The bounty, which was later raised to $250,000, has some very specific conditions and functionally only pays out for very specific types of attacks.
But elsewhere, researchers found the device to essentially just be a repurposed phone, with little in the way of any of the actual hardware security you’d expect to find on a hardware wallet.
Some of the flaws found include:
- A lack of tamper protection, letting people install malware before sale and otherwise manipulate it freely without leaving tracks.
- The ability to installing bugs that “listen” to the connection between the touchscreen and chip, to relay the password.
- The ability to reprogram the device with root access.
- The ability to access a user’s Bitfi dashboard account from a tampered-with device.
On top of that, the device also has various tracking apps phoning-home to different web services, such as Baidu, so users will also need to trust in the security of a range of third party data-collectors, which traditionally hasn’t been a good idea, and it means the wallet is Internet-connected which is exactly what a hardware wallet should not do.

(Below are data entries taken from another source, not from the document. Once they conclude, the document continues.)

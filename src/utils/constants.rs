//! Constants Module - Single Source of Truth
//!
//! Upstream endpoints, timeouts, fixed client-facing messages and the
//! trigger phrases used by the intent router all live here.

use std::time::Duration;

// ============================================
// APPLICATION CONSTANTS
// ============================================

/// Application name
pub const APP_NAME: &str = "Crypto Intelligence API";

/// Application version
pub const APP_VERSION: &str = env!("CARGO_PKG_VERSION");

/// User-Agent sent on every upstream request
pub const USER_AGENT: &str = concat!("CryptoIntel/", env!("CARGO_PKG_VERSION"));

/// Default listen port
pub const DEFAULT_PORT: u16 = 8000;

/// Default listen host
pub const DEFAULT_HOST: &str = "0.0.0.0";

// ============================================
// UPSTREAM PROVIDERS
// ============================================

/// CoinGecko public API v3
pub const COINGECKO_API_URL: &str = "https://api.coingecko.com/api/v3";

/// Etherscan API (module/action style)
pub const ETHERSCAN_API_URL: &str = "https://api.etherscan.io/api";

/// Messari data API
pub const MESSARI_API_URL: &str = "https://data.messari.io/api";

/// Single-attempt ceiling for every upstream call
pub const UPSTREAM_TIMEOUT: Duration = Duration::from_secs(15);

/// Header carrying the Messari credential
pub const MESSARI_API_KEY_HEADER: &str = "x-messari-api-key";

/// Placeholder value treated as "not configured"
pub const PLACEHOLDER_API_KEY: &str = "YOUR_API_KEY";

// ============================================
// MARKETS
// ============================================

/// Fixed ordering for `/coins/markets`
pub const MARKETS_ORDER: &str = "market_cap_desc";

/// Fixed percentage-change windows for `/coins/markets`
pub const PRICE_CHANGE_WINDOWS: &str = "1h,24h,7d";

/// Default quote currency
pub const DEFAULT_VS_CURRENCY: &str = "usd";

/// Default page size for `/api/markets`
pub const DEFAULT_PER_PAGE: u32 = 10;

/// Upper bound CoinGecko accepts for `per_page`
pub const MAX_PER_PAGE: u32 = 250;

// Search truncation caps
pub const SEARCH_MAX_COINS: usize = 10;
pub const SEARCH_MAX_EXCHANGES: usize = 5;
pub const SEARCH_MAX_ICOS: usize = 5;
pub const SEARCH_MAX_CATEGORIES: usize = 10;

// ============================================
// INTENT ROUTER
// ============================================

/// Leading phrases stripped from market queries, checked in this order
pub const TRIGGER_PHRASES: [&str; 6] = ["price of ", "price ", "chart of ", "chart ", "show ", "info "];

/// Character lengths accepted as a contract address (20-byte and 32-byte hex)
pub const CONTRACT_ADDRESS_LENGTHS: [usize; 2] = [42, 66];

/// Number of search hits forwarded to the markets call
pub const ASK_TOP_MATCHES: usize = 5;

/// Page size used by the ask flow
pub const ASK_PER_PAGE: u32 = 5;

// ============================================
// CLIENT-FACING MESSAGES
// ============================================

pub const MSG_RATE_LIMITED: &str = "CoinGecko rate limit reached. Please try again shortly.";
pub const MSG_NO_MATCHES: &str = "No matching assets found";
pub const MSG_ROOT: &str = "Crypto Intelligence Backend Running";
pub const MSG_HELLO: &str = "Hello from the backend API!";

// Diagnostic markers for `/test`
pub const MARK_SET: &str = "✅ Set";
pub const MARK_NOT_SET: &str = "❌ Not Set";
pub const MARK_RUNNING: &str = "✅ Running";
pub const MARK_DB_NOT_USED: &str = "❌ Not Used (not required for this app)";
pub const MARK_NOT_CONNECTED: &str = "Not Connected";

As these issues kept arising, Bitfi publicly continued to handwave-away some of the more damning findings, helped/hindered along by the occasional objectively factually incorrect contribution from McAfee.
Bitfi’s initial response was that the bounty was not for the purpose of discovering vulnerabilities, because there were none. The exact words were:
“This bounty program is not intended to help Bitfi to identify security vulnerabilities since we already claim that our security is absolute and that the wallet cannot be hacked or penetrated by outside attacks.”
But the reports kept coming in, and Bitfi eventually seems to have realised that a McAfee endorsement alone probably wouldn’t be enough to bury all the security flaws and it changed tack, offering a new $10,000 security vulnerability bounty.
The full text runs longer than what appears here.